How to search a vector for a certain pattern

Question

I would like to have a function that would seach the vector for a specific patern "1 after 4" (that is "1" "4"). It should list all the found sequences and the print out the ration for every each one, their length, where does it start and end.

It should search a part of the vector equal than N>=8 for each pair number(1,4) in the following vector with these condiotions in mind:

1) a specific ratio like this of:

BigRatio= Number of (1,4)*N/(Number of (1)*Number of (4)) 
    has to be more or equal than 0.2 %

2) and the the ratio of (1,4) in the vector (average of

 SmallRadtio= (Number of 1 + Number of 4)/(length of sequence) for 0.3%

If the conditions are met, it should then print the sequence the rations for every match.

This is the vector:

vector=c(1,1,1,1,1,1,1,4,4,4,4,2,3,1,1,1,1,1,1,1,4,4,4,4,2,3,1,4,1,4,1,4,1,4,1,4,
1,4,1,4,4,2,3,1,1,1,1,4,1,1,1,4,4,4,4,2,3,1,1,4,1,4,1,4,1,1,1,4,4,4,4,2,3,3,1,1,
4,1,4,1,4,1,1,1,4,4,4,4,4,4,4,4,2,3,1,1,1,1,1,1,1,4,4,1,1,4,2,1,1,1,1,1,1,4,3,
2,4,2,1,5,6,2,3,1,2,4,1,2,3,1,1,1,1,1,1,1,2,3,4,5,1,2,3,4,1,1,1,1,1,1,2,3,4,1,1,
1,2,3,1,2,3,1,2,3,4,3,1,2,1,4,1,4,1,4,1,4,1,4,1,4,1,4,1,4,1,4,1,4,1,4,1,4,1,
4,1,4,4,2,3,1,1,1,1,4,1,1,1,3,1,1,1,1,4,1,1,1,3,1,1,1,1,4,1,1,1,4,1,1,1,3,1,1,
1,1,4,2,3,1,1,4,1,4,1,4)

vector2=as.character(vector)

I converted it to character becasuse I thought I would be more easier that way. I may be wrong.

My code/Progress so far

I was having two ideas about this:

1)The function could search 8 or more( I can choose in the function) numbers at once and then check the rations. And then give the informations about it if its a good piece of 8 numbers.

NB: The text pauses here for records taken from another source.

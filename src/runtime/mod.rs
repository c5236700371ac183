//! Generation pipeline
//!
//! Resolution, validation and code generation, run in that order when the
//! user asks for a program.

pub mod codegen;
pub mod resolver;
pub mod validation;

use log::info;

use crate::core::Document;
use codegen::{CodeGenerator, GenerateOptions};
use resolver::UnresolvedConnection;
use validation::CapabilityMismatch;

/// Why generation stopped
#[derive(Debug, Clone, PartialEq, thiserror::Error)]
pub enum PipelineError {
    /// A wire end could not be matched, or wires form a cycle
    #[error("Connection could not be resolved: {0}")]
    Unresolved(#[from] UnresolvedConnection),

    /// A wire joins incompatible blocks; it has been removed
    #[error("Invalid connection: {0}")]
    Capability(#[from] CapabilityMismatch),
}

/// Resolve connections, validate them and generate the program text.
///
/// A resolution failure leaves every wire untouched. A capability failure
/// removes the offending wire from `document` before returning.
pub fn generate(
    document: &mut Document,
    auxiliary: &str,
    options: &GenerateOptions,
) -> Result<String, PipelineError> {
    info!(
        "Resolving {} wires against {} blocks",
        document.wires().len(),
        document.blocks().len()
    );
    document.resolve_connections()?;

    info!("Validating connections");
    document.validate_connections()?;

    let edges = document.resolved_edges();
    let program = CodeGenerator::generate(document.blocks(), &edges, auxiliary, options);
    info!(
        "Generated {} bytes ({} declarations, {} connections)",
        program.len(),
        document.blocks().len(),
        edges.len()
    );
    Ok(program)
}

2)The other idea would be that there would be a scoring system giving 5 points for a pair of 1,4 and -1 for every other number. Then it should somehow give an estimate where these parts are and should find these segmentes. The problem with the first idea is that maybe there would be maybe a segment which has 40 %, and the next segment has 20 % and together they maybe have more than that. So I was trying to figure out how to escape this trap of negative positivies. Maybe the search system should check every number or pair number than a whole segment. This is more complicated, but again more precise.

With the code I am stuck how to make the function. I know the arguments should be vector and the desired length of the sequence I would like to search for ( if I go for the first ide).I think I have to use a for loop to count every number ( or two numbers) sothat I could check if the are equal to (1,4) and then "remeber" it calculate the length of that part. And of course search for every part in it for 1 ili 4 to calculate the rations for them.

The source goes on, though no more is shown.